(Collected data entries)
▬▬▬▬▬▬▬▬▬▬
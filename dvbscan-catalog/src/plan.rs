//! Scan plan generation.
//!
//! A scan driver picks a delivery system and a region, optionally narrows
//! to one network, and then tries to lock every listed mux in turn. This
//! module produces that ordered list of tuning attempts.

use std::collections::HashSet;

use log::debug;
use serde::{Deserialize, Serialize};

use crate::catalog::{find_network, Catalog};
use crate::error::CatalogError;
use crate::types::{DeliverySystem, Mux, Network, Region};

/// What to do with muxes that repeat an earlier signature.
#[derive(Debug, Clone, Copy, PartialEq, Eq, Default, Serialize, Deserialize)]
pub enum DuplicatePolicy {
    /// Attempt every listed mux.
    #[default]
    Keep,
    /// Skip muxes whose signature was already planned.
    SkipRepeated,
}

/// Selection a scan plan is built from.
#[derive(Debug, Clone, PartialEq, Eq)]
pub struct ScanRequest {
    pub system: DeliverySystem,
    /// Region name, or its country code.
    pub region: String,
    /// Restrict the plan to one network.
    pub network: Option<String>,
    pub duplicates: DuplicatePolicy,
}

impl ScanRequest {
    pub fn new(system: DeliverySystem, region: impl Into<String>) -> Self {
        Self {
            system,
            region: region.into(),
            network: None,
            duplicates: DuplicatePolicy::default(),
        }
    }

    pub fn with_network(mut self, network: impl Into<String>) -> Self {
        self.network = Some(network.into());
        self
    }

    pub fn with_duplicates(mut self, policy: DuplicatePolicy) -> Self {
        self.duplicates = policy;
        self
    }
}

/// One mux the driver should try to lock.
#[derive(Debug, Clone, PartialEq, Eq, Serialize)]
pub struct TuningAttempt {
    pub region: String,
    pub network: String,
    /// Position of the mux inside its network.
    pub index: usize,
    pub mux: Mux,
}

/// Ordered tuning attempts for one region.
#[derive(Debug, Clone, PartialEq, Eq, Serialize)]
pub struct ScanPlan {
    pub system: DeliverySystem,
    pub region: String,
    pub attempts: Vec<TuningAttempt>,
    /// Muxes left out by [`DuplicatePolicy::SkipRepeated`].
    pub skipped: usize,
}

impl ScanPlan {
    /// Build the plan for `request` from `catalog`.
    ///
    /// Fails only when the region or network does not exist.
    pub fn build(catalog: &Catalog, request: &ScanRequest) -> Result<Self, CatalogError> {
        let region = catalog.resolve_region(request.system, &request.region)?;

        let networks: Vec<&Network> = match &request.network {
            Some(name) => vec![find_network(region, name)?],
            None => region.networks.iter().collect(),
        };

        let mut plan = ScanPlan {
            system: request.system,
            region: region.name.clone(),
            attempts: Vec::new(),
            skipped: 0,
        };
        let mut seen = HashSet::new();

        for network in networks {
            for (index, mux) in network.muxes.iter().enumerate() {
                if request.duplicates == DuplicatePolicy::SkipRepeated
                    && !seen.insert(mux.signature())
                {
                    plan.skipped += 1;
                    continue;
                }
                plan.attempts.push(attempt(region, network, index, mux));
            }
        }

        debug!(
            "Scan plan for {} '{}': {} attempts, {} skipped",
            plan.system,
            plan.region,
            plan.attempts.len(),
            plan.skipped
        );

        Ok(plan)
    }

    pub fn len(&self) -> usize {
        self.attempts.len()
    }

    pub fn is_empty(&self) -> bool {
        self.attempts.is_empty()
    }
}

fn attempt(region: &Region, network: &Network, index: usize, mux: &Mux) -> TuningAttempt {
    TuningAttempt {
        region: region.name.clone(),
        network: network.name.clone(),
        index,
        mux: *mux,
    }
}

#[cfg(test)]
mod tests {
    use super::*;

    #[test]
    fn test_plan_single_network() {
        let request =
            ScanRequest::new(DeliverySystem::Terrestrial, "United Kingdom").with_network("Dover");
        let plan = ScanPlan::build(Catalog::builtin(), &request).unwrap();

        assert_eq!(plan.region, "United Kingdom");
        assert_eq!(plan.len(), 6);
        assert_eq!(plan.skipped, 0);
        assert_eq!(plan.attempts[0].mux.frequency(), 850000000);
        assert!(plan.attempts.iter().all(|a| a.network == "Dover"));
        let indexes: Vec<usize> = plan.attempts.iter().map(|a| a.index).collect();
        assert_eq!(indexes, vec![0, 1, 2, 3, 4, 5]);
    }

    #[test]
    fn test_plan_whole_region_keeps_network_order() {
        let request = ScanRequest::new(DeliverySystem::Terrestrial, "Sweden");
        let plan = ScanPlan::build(Catalog::builtin(), &request).unwrap();
        let region = Catalog::builtin()
            .find_region(DeliverySystem::Terrestrial, "Sweden")
            .unwrap();

        assert_eq!(plan.len(), region.mux_count());
        assert_eq!(plan.attempts.first().unwrap().network, region.networks[0].name);
        assert_eq!(
            plan.attempts.last().unwrap().network,
            region.networks.last().unwrap().name
        );
    }

    #[test]
    fn test_plan_by_country_code() {
        let request = ScanRequest::new(DeliverySystem::Terrestrial, "uk").with_network("Dover");
        let plan = ScanPlan::build(Catalog::builtin(), &request).unwrap();
        assert_eq!(plan.region, "United Kingdom");
    }

    #[test]
    fn test_plan_keeps_duplicates_by_default() {
        let request = ScanRequest::new(DeliverySystem::Satellite, "Geosynchronous Orbit")
            .with_network("Astra-28.2E");
        let plan = ScanPlan::build(Catalog::builtin(), &request).unwrap();
        let repeated = plan
            .attempts
            .iter()
            .filter(|a| a.mux.frequency() == 11426500)
            .count();
        assert_eq!(repeated, 2);
    }

    #[test]
    fn test_plan_skip_repeated() {
        let keep = ScanRequest::new(DeliverySystem::Satellite, "Geosynchronous Orbit")
            .with_network("Astra-28.2E");
        let skip = keep.clone().with_duplicates(DuplicatePolicy::SkipRepeated);

        let full = ScanPlan::build(Catalog::builtin(), &keep).unwrap();
        let deduped = ScanPlan::build(Catalog::builtin(), &skip).unwrap();

        assert_eq!(deduped.skipped, 1);
        assert_eq!(deduped.len() + deduped.skipped, full.len());
        let mut signatures = HashSet::new();
        assert!(deduped.attempts.iter().all(|a| signatures.insert(a.mux.signature())));
    }

    #[test]
    fn test_plan_not_found() {
        let request = ScanRequest::new(DeliverySystem::Terrestrial, "Sweden").with_network("Dover");
        let err = ScanPlan::build(Catalog::builtin(), &request).unwrap_err();
        assert!(matches!(err, CatalogError::NetworkNotFound { .. }));

        let request = ScanRequest::new(DeliverySystem::Cable, "Atlantis");
        let err = ScanPlan::build(Catalog::builtin(), &request).unwrap_err();
        assert!(matches!(err, CatalogError::RegionNotFound { .. }));
    }
}
//! Error types for the tuning catalog.

use thiserror::Error;

use crate::types::DeliverySystem;

/// Lookup and validation errors.
#[derive(Error, Debug, Clone, PartialEq, Eq)]
pub enum CatalogError {
    /// No region with this name exists for the delivery system.
    #[error("Unknown {system} region '{name}'")]
    RegionNotFound { system: DeliverySystem, name: String },

    /// No network with this name exists in the region.
    #[error("Unknown network '{name}' in region '{region}'")]
    NetworkNotFound { region: String, name: String },

    /// An externally built catalog breaks a table invariant.
    #[error("Invalid catalog: {0}")]
    Invalid(String),
}

impl CatalogError {
    /// Returns true for the region/network not found cases.
    pub fn is_not_found(&self) -> bool {
        matches!(
            self,
            CatalogError::RegionNotFound { .. } | CatalogError::NetworkNotFound { .. }
        )
    }
}

/// Errors of the binary catalog codec.
#[derive(Error, Debug, Clone, PartialEq, Eq)]
pub enum CodecError {
    /// Invalid magic bytes in header.
    #[error("Invalid magic bytes: expected 'DVBI', got {0:?}")]
    InvalidMagic([u8; 4]),

    /// Format version mismatch.
    #[error("Format version mismatch: file={file}, supported={supported}")]
    VersionMismatch { file: u16, supported: u16 },

    /// Payload is too large.
    #[error("Payload too large: {0} bytes (max: {1})")]
    FrameTooLarge(u64, u32),

    /// Payload is incomplete.
    #[error("Incomplete payload: expected {expected} bytes, got {actual}")]
    IncompleteFrame { expected: usize, actual: usize },

    /// An enum field holds a value outside its closed set.
    #[error("Invalid {field} value: {value}")]
    InvalidValue { field: &'static str, value: u8 },

    /// A mux was found in the section of another delivery system.
    #[error("{found} mux in {expected} section")]
    DeliverySystemMismatch {
        expected: DeliverySystem,
        found: DeliverySystem,
    },

    /// Failed to decode payload.
    #[error("Failed to decode catalog: {0}")]
    DecodeError(String),

    /// Failed to encode payload.
    #[error("Failed to encode catalog: {0}")]
    EncodeError(String),
}

/// A scan table token that does not name a known parameter value.
#[derive(Error, Debug, Clone, PartialEq, Eq)]
#[error("Invalid {kind}: {value:?}")]
pub struct ParseParameterError {
    pub kind: &'static str,
    pub value: String,
}

impl ParseParameterError {
    pub(crate) fn new(kind: &'static str, value: &str) -> Self {
        Self {
            kind,
            value: value.to_string(),
        }
    }
}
▬▬▬▬▬▬▬▬▬▬
Check every line of the records, and copy the ones that hold the word "signatures".

PROBLEM SOLUTION:
        let mut signatures = HashSet::new();
        assert!(deduped.attempts.iter().all(|a| signatures.insert(a.mux.signature())));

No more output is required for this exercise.